* _EXERCISE PROMPT_
In the data below, how many lines contain the string "Whole"? Give only the figure.

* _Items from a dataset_
- Opening Delimiter -

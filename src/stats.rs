//! Life statistics derived from the projection
//!
//! - Share of the projected lifespan already lived
//! - Countable "lived units" left before the death date
//! - Actuarial outlook for the current age

use chrono::{Datelike, NaiveDate, NaiveDateTime, NaiveTime, Weekday};
use serde::{Deserialize, Serialize};

use crate::assumptions::MortalityTable;
use crate::projection::{cumulative_death_probability, curtate_life_expectancy, survival_probability};

/// Mean synodic month in days
pub const DAYS_PER_LUNAR_MONTH: f64 = 29.530588853;

/// Mean Gregorian year in days
pub const DAYS_PER_YEAR: f64 = 365.2425;

/// Reading pace used for the books-remaining figure
pub const BOOKS_PER_YEAR: f64 = 12.0;

/// Everything shown alongside the countdown
#[derive(Debug, Clone, PartialEq, Serialize, Deserialize)]
pub struct LifeStatistics {
    pub current_age: i32,
    pub death_date: NaiveDate,
    pub percent_lived: f64,
    pub units: LivedUnits,
    pub outlook: MortalityOutlook,
}

/// Whole units of time still ahead before the death date
#[derive(Debug, Clone, Copy, Default, PartialEq, Eq, Serialize, Deserialize)]
pub struct LivedUnits {
    pub days: u64,
    pub weeks: u64,
    pub weekends: u64,
    pub summers: u64,
    pub full_moons: u64,
    pub books: u64,
}

/// Mortality probabilities for a life of the current age
#[derive(Debug, Clone, Copy, PartialEq, Serialize, Deserialize)]
pub struct MortalityOutlook {
    /// Dying before the next birthday
    pub before_next_birthday: f64,
    /// Dying within the next ten years
    pub within_decade: f64,
    /// Dying before reaching the assumed lifespan
    pub before_projected_age: f64,
    /// Surviving to age 100
    pub reaching_100: f64,
    /// Curtate expectation of life in years
    pub life_expectancy: f64,
}

/// Whole years completed on `today`
pub fn completed_age(date_of_birth: NaiveDate, today: NaiveDate) -> i32 {
    let mut age = today.year() - date_of_birth.year();
    if (today.month(), today.day()) < (date_of_birth.month(), date_of_birth.day()) {
        age -= 1;
    }
    age
}

/// Percentage of the span from birth to the death date already elapsed
pub fn percent_of_life_lived(date_of_birth: NaiveDate, now: NaiveDateTime, death_date: NaiveDate) -> f64 {
    let born = date_of_birth.and_time(NaiveTime::MIN);
    let total = (death_date.and_time(NaiveTime::MIN) - born).num_milliseconds();
    if total <= 0 {
        return 100.0;
    }
    let elapsed = (now - born).num_milliseconds();
    (elapsed as f64 / total as f64 * 100.0).clamp(0.0, 100.0)
}

impl LivedUnits {
    /// Units between today and the death date, both exclusive for counted events
    pub fn remaining(now: NaiveDateTime, death_date: NaiveDate) -> Self {
        if now >= death_date.and_time(NaiveTime::MIN) {
            return Self::default();
        }

        let today = now.date();
        let days = (death_date - today).num_days().max(0) as u64;
        let years = days as f64 / DAYS_PER_YEAR;

        Self {
            days,
            weeks: days / 7,
            weekends: count_weekday_between(today, death_date, Weekday::Sat),
            summers: count_anniversaries_between(today, death_date, 6, 21),
            full_moons: (days as f64 / DAYS_PER_LUNAR_MONTH) as u64,
            books: (years * BOOKS_PER_YEAR) as u64,
        }
    }
}

impl MortalityOutlook {
    /// Outlook for a life aged exactly `age`
    pub fn for_age(table: &MortalityTable, age: i32, assumed_lifespan_years: u32) -> Self {
        let projected_age = i32::try_from(assumed_lifespan_years).unwrap_or(i32::MAX);
        Self {
            before_next_birthday: cumulative_death_probability(table, age, age.saturating_add(1)),
            within_decade: cumulative_death_probability(table, age, age.saturating_add(10)),
            before_projected_age: cumulative_death_probability(table, age, projected_age),
            reaching_100: survival_probability(table, age, 100),
            life_expectancy: curtate_life_expectancy(table, age),
        }
    }
}

/// Dates falling on `weekday` strictly between `after` and `before`
fn count_weekday_between(after: NaiveDate, before: NaiveDate, weekday: Weekday) -> u64 {
    let offset = (weekday.num_days_from_monday() + 7 - after.weekday().num_days_from_monday()) % 7;
    let offset = if offset == 0 { 7 } else { offset };

    let Some(first) = after.checked_add_days(chrono::Days::new(u64::from(offset))) else {
        return 0;
    };
    if first >= before {
        return 0;
    }
    ((before - first).num_days() as u64 - 1) / 7 + 1
}

/// Occurrences of month/day strictly between `after` and `before`
fn count_anniversaries_between(after: NaiveDate, before: NaiveDate, month: u32, day: u32) -> u64 {
    let occurs = |year: i32| NaiveDate::from_ymd_opt(year, month, day);

    let first_year = match occurs(after.year()) {
        Some(date) if date > after => after.year(),
        _ => after.year() + 1,
    };
    let last_year = match occurs(before.year()) {
        Some(date) if date < before => before.year(),
        _ => before.year() - 1,
    };

    (i64::from(last_year) - i64::from(first_year) + 1).max(0) as u64
}
//! Convenience entry point owning one flow and its pointer.
//!
//! Responsibilities:
//! - Lazily build a `FlowManager` on first use and reuse it on later calls.
//! - Seed the pointer at a triggering click before the first animation.
//!
//! Invariants:
//! - Pointer and flow configs only apply when the handle creates its manager;
//!   later calls reuse the existing manager until `destroy`.

use std::sync::Arc;

use glidepath_config::{FlowConfig, PointerConfig, Timing};

use crate::flow::{FlowEvent, FlowManager, Step, validate_steps};
use crate::page::Page;
use crate::scheduler::Scheduler;
use crate::telemetry::Telemetry;

/// Position of the click that triggered a tour, in viewport pixels.
#[derive(Debug, Clone, Copy, PartialEq)]
pub struct TriggerEvent {
    pub x: f64,
    pub y: f64,
}

/// Caller-owned handle to a reusable onboarding flow.
pub struct OnboardingHandle {
    scheduler: Arc<dyn Scheduler>,
    timing: Timing,
    telemetry: Telemetry,
    manager: Option<FlowManager>,
}

impl std::fmt::Debug for OnboardingHandle {
    fn fmt(&self, f: &mut std::fmt::Formatter<'_>) -> std::fmt::Result {
        f.debug_struct("OnboardingHandle")
            .field("timing", &self.timing)
            .field("manager", &self.manager)
            .finish_non_exhaustive()
    }
}

impl OnboardingHandle {
    pub fn new(scheduler: Arc<dyn Scheduler>) -> Self {
        Self {
            scheduler,
            timing: Timing::default(),
            telemetry: Telemetry::default(),
            manager: None,
        }
    }

    pub fn with_timing(mut self, timing: Timing) -> Self {
        self.timing = timing;
        self
    }

    pub fn with_telemetry(mut self, telemetry: Telemetry) -> Self {
        self.telemetry = telemetry;
        self
    }

    /// Start (or restart) the tour over `steps`.
    pub fn start_onboarding(
        &mut self,
        page: &mut dyn Page,
        steps: Vec<Step>,
        pointer_config: Option<PointerConfig>,
        trigger: Option<TriggerEvent>,
        flow_config: Option<FlowConfig>,
    ) -> bool {
        let Self {
            scheduler,
            timing,
            telemetry,
            manager,
        } = self;
        let manager = manager.get_or_insert_with(|| {
            FlowManager::new(
                pointer_config.unwrap_or_default(),
                flow_config.unwrap_or_default(),
                *timing,
                Arc::clone(scheduler),
            )
            .with_telemetry(*telemetry)
        });

        if let Some(event) = trigger
            && validate_steps(&steps).is_ok()
        {
            let half = manager.pointer_config().half_size();
            manager.set_initial_position(page, event.x - half, event.y - half);
        }
        manager.start(page, steps)
    }

    pub fn manager(&self) -> Option<&FlowManager> {
        self.manager.as_ref()
    }

    pub fn is_running(&self) -> bool {
        self.manager.as_ref().is_some_and(FlowManager::is_running)
    }

    pub fn handle_event(&mut self, page: &mut dyn Page, event: FlowEvent) -> bool {
        self.manager
            .as_mut()
            .is_some_and(|m| m.handle_event(page, event))
    }

    pub fn tick(&mut self, page: &mut dyn Page) -> bool {
        self.manager.as_mut().is_some_and(|m| m.tick(page))
    }

    pub fn stop(&mut self, page: &mut dyn Page) {
        if let Some(manager) = self.manager.as_mut() {
            manager.stop(page);
        }
    }

    /// Stop the flow, unmount the pointer and forget the manager.
    pub fn destroy(&mut self, page: &mut dyn Page) {
        if let Some(mut manager) = self.manager.take() {
            manager.destroy(page);
        }
    }
}

/// Build a handle and start a tour in one call.
pub fn start_onboarding(
    page: &mut dyn Page,
    scheduler: Arc<dyn Scheduler>,
    steps: Vec<Step>,
    pointer_config: Option<PointerConfig>,
    trigger: Option<TriggerEvent>,
    flow_config: Option<FlowConfig>,
) -> OnboardingHandle {
    let mut handle = OnboardingHandle::new(scheduler);
    handle.start_onboarding(page, steps, pointer_config, trigger, flow_config);
    handle
}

- Closing Delimiter -

* _ANSWER SECTION_
2